Hot Flashes May Reduce Breast Cancer And Heart Attack Risk

Recent reports indicate that hot flashes might actually be a good thing. According to researchers, women who suffer with hot flashes have a reduced chance of both breast cancer and heart attacks.

Researchers at Fred Hutchinson Cancer Research Center in Seattle, WA discovered women who had strong hot flashes, the kind that woke them up at night, had a 40% to 60% lower risk of developing breast cancer. Dr. Christopher I. Li, a breast cancer epidemiologist at Hutchinson Center’s Public Health Sciences Division and senior author of the study, stated that the protective effects of the hot flashes seem to increase with the number and severity of the menopausal symptoms.

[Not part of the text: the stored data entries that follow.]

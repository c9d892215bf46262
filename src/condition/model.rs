//! Condition model and JSON forms.
//!
//! A condition is an implicit AND over one or more clauses. Three JSON shapes
//! are accepted:
//!
//! ```text
//! { "field": "show_icon", "op": "eq", "value": true }   // one clause, op defaults to eq
//! { "show_icon": true, "layout": "inline" }             // AND of equality checks
//! [ { "field": "size", "op": "gt", "value": 10 }, ... ] // AND of clauses
//! ```

use serde::ser::SerializeSeq;
use serde::{Serialize, Serializer};
use serde_json::{Map, Value};

use crate::settings::KeyPath;

/// Errors from reading a condition out of JSON.
#[derive(Debug, Clone, PartialEq, thiserror::Error)]
pub enum ConditionError {
    #[error("unknown condition operator `{0}`")]
    UnknownOperator(String),
    #[error("malformed condition: {0}")]
    Malformed(String),
}

/// Comparison operator of one clause.
#[derive(Debug, Clone, Copy, PartialEq, Eq, Default, Serialize)]
#[serde(rename_all = "lowercase")]
pub enum Operator {
    /// Strict equality.
    #[default]
    Eq,
    Neq,
    /// Numeric greater-than.
    Gt,
    /// Numeric less-than.
    Lt,
    /// Membership in a list.
    In,
}

impl Operator {
    /// Parse an operator name (`eq`, `neq`, `gt`, `lt`, `in`).
    pub fn from_name(name: &str) -> Option<Self> {
        match name {
            "eq" => Some(Operator::Eq),
            "neq" => Some(Operator::Neq),
            "gt" => Some(Operator::Gt),
            "lt" => Some(Operator::Lt),
            "in" => Some(Operator::In),
            _ => None,
        }
    }

    /// The operator's name.
    pub fn name(self) -> &'static str {
        match self {
            Operator::Eq => "eq",
            Operator::Neq => "neq",
            Operator::Gt => "gt",
            Operator::Lt => "lt",
            Operator::In => "in",
        }
    }
}

/// One comparison: `field op value`.
///
/// A single-segment `field` names a sibling in the conditional field's own
/// group; a dotted `field` is an absolute path from the settings root.
#[derive(Debug, Clone, PartialEq, Serialize)]
pub struct Clause {
    pub field: KeyPath,
    pub op: Operator,
    pub value: Value,
}

impl Clause {
    pub fn new(field: impl Into<KeyPath>, op: Operator, value: impl Into<Value>) -> Self {
        Self {
            field: field.into(),
            op,
            value: value.into(),
        }
    }

    fn from_object(map: &Map<String, Value>) -> Result<Self, ConditionError> {
        if let Some(extra) = map.keys().find(|k| !matches!(k.as_str(), "field" | "op" | "value")) {
            return Err(ConditionError::Malformed(format!(
                "clause mixes `field` with unrelated key `{extra}`"
            )));
        }
        let field = map
            .get("field")
            .and_then(Value::as_str)
            .filter(|f| !f.is_empty())
            .ok_or_else(|| ConditionError::Malformed("`field` must be a non-empty string".into()))?;
        let op = match map.get("op") {
            None => Operator::Eq,
            Some(Value::String(name)) => Operator::from_name(name)
                .ok_or_else(|| ConditionError::UnknownOperator(name.clone()))?,
            Some(other) => {
                return Err(ConditionError::Malformed(format!("`op` must be a string, got {other}")));
            }
        };
        let value = map.get("value").cloned().unwrap_or(Value::Null);
        if op == Operator::In && !value.is_array() {
            return Err(ConditionError::Malformed(format!(
                "`in` on `{field}` needs a list value"
            )));
        }
        Ok(Self::new(field, op, value))
    }
}

/// An implicit AND over one or more clauses.
#[derive(Debug, Clone, PartialEq)]
pub struct Condition {
    clauses: Vec<Clause>,
}

impl Condition {
    /// `field == value`.
    pub fn when(field: impl Into<KeyPath>, value: impl Into<Value>) -> Self {
        Self::new(field, Operator::Eq, value)
    }

    /// `field <op> value`.
    pub fn new(field: impl Into<KeyPath>, op: Operator, value: impl Into<Value>) -> Self {
        Self {
            clauses: vec![Clause::new(field, op, value)],
        }
    }

    /// Add another clause that must also hold.
    pub fn and(mut self, field: impl Into<KeyPath>, op: Operator, value: impl Into<Value>) -> Self {
        self.clauses.push(Clause::new(field, op, value));
        self
    }

    /// The clauses, all of which must hold.
    pub fn clauses(&self) -> &[Clause] {
        &self.clauses
    }

    /// Read a condition from any of the accepted JSON forms.
    pub fn from_json(value: &Value) -> Result<Self, ConditionError> {
        let clauses = match value {
            Value::Object(map) if map.contains_key("field") => vec![Clause::from_object(map)?],
            Value::Object(map) if !map.is_empty() => map
                .iter()
                .map(|(field, expected)| Clause::new(field.as_str(), Operator::Eq, expected.clone()))
                .collect(),
            Value::Array(items) if !items.is_empty() => items
                .iter()
                .map(|item| match item {
                    Value::Object(map) => Clause::from_object(map),
                    other => Err(ConditionError::Malformed(format!(
                        "list entries must be clause objects, got {other}"
                    ))),
                })
                .collect::<Result<_, _>>()?,
            other => {
                return Err(ConditionError::Malformed(format!(
                    "expected a clause, a field map or a clause list, got {other}"
                )));
            }
        };
        Ok(Self { clauses })
    }
}

impl Serialize for Condition {
    fn serialize<S: Serializer>(&self, serializer: S) -> Result<S::Ok, S::Error> {
        if let [single] = self.clauses.as_slice() {
            return single.serialize(serializer);
        }
        let mut seq = serializer.serialize_seq(Some(self.clauses.len()))?;
        for clause in &self.clauses {
            seq.serialize_element(clause)?;
        }
        seq.end()
    }
}

#[cfg(test)]
mod tests {
    use super::*;
    use serde_json::json;

    #[test]
    fn test_single_clause_defaults_to_eq() {
        let c = Condition::from_json(&json!({"field": "show_icon", "value": true})).unwrap();
        assert_eq!(c.clauses(), &[Clause::new("show_icon", Operator::Eq, true)]);
    }

    #[test]
    fn test_explicit_operator() {
        let c = Condition::from_json(&json!({"field": "size", "op": "gt", "value": 10})).unwrap();
        assert_eq!(c.clauses()[0].op, Operator::Gt);
    }

    #[test]
    fn test_field_map_is_implicit_and() {
        let c = Condition::from_json(&json!({"show_icon": true, "layout": "inline"})).unwrap();
        assert_eq!(c.clauses().len(), 2);
        assert!(c.clauses().iter().all(|cl| cl.op == Operator::Eq));
    }

    #[test]
    fn test_clause_list() {
        let c = Condition::from_json(&json!([
            {"field": "a", "value": 1},
            {"field": "b", "op": "neq", "value": "x"}
        ]))
        .unwrap();
        assert_eq!(c.clauses().len(), 2);
        assert_eq!(c.clauses()[1].op, Operator::Neq);
    }

    #[test]
    fn test_unknown_operator() {
        let err = Condition::from_json(&json!({"field": "a", "op": "gte", "value": 1})).unwrap_err();
        assert_eq!(err, ConditionError::UnknownOperator("gte".into()));
    }

    #[test]
    fn test_ambiguous_mixed_form_is_rejected() {
        let err = Condition::from_json(&json!({"field": "a", "value": 1, "other": 2})).unwrap_err();
        assert!(matches!(err, ConditionError::Malformed(_)));
    }

    #[test]
    fn test_in_requires_list() {
        let err = Condition::from_json(&json!({"field": "a", "op": "in", "value": 1})).unwrap_err();
        assert!(matches!(err, ConditionError::Malformed(_)));
    }

    #[test]
    fn test_empty_forms_are_rejected() {
        assert!(Condition::from_json(&json!({})).is_err());
        assert!(Condition::from_json(&json!([])).is_err());
        assert!(Condition::from_json(&json!("show_icon")).is_err());
    }

    #[test]
    fn test_builder_and() {
        let c = Condition::when("show_icon", true).and("icon_size", Operator::Gt, 0);
        assert_eq!(c.clauses().len(), 2);
    }

    #[test]
    fn test_serialize_single_and_multiple() {
        let single = Condition::when("show_icon", true);
        assert_eq!(
            serde_json::to_value(&single).unwrap(),
            json!({"field": "show_icon", "op": "eq", "value": true})
        );
        let multi = single.and("layout", Operator::In, json!(["a", "b"]));
        assert_eq!(
            serde_json::to_value(&multi).unwrap(),
            json!([
                {"field": "show_icon", "op": "eq", "value": true},
                {"field": "layout", "op": "in", "value": ["a", "b"]}
            ])
        );
    }
}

The study is the first of its kind, and the results are available in the February issue of Cancer Epidemiology Biomarkers and Prevention.

A recent study in the journal Menopause found that women who had hot flashes or night sweats at the onset of menopause may be at an 11% lower risk for stroke, heart disease, and death. Women who had these symptoms later in menopause were at a 29% higher risk of stroke and a 32% higher risk of a heart attack.

Researchers studied information from 60,000 post-menopausal women in the Women’s health Initiative Observational Study. Dr. Emily Szmuilowicz, co-author of the study from Northwestern Memorial Hospital, stated that the symptoms do not appear to have any correlation with an increased risk of cardiovascular disease.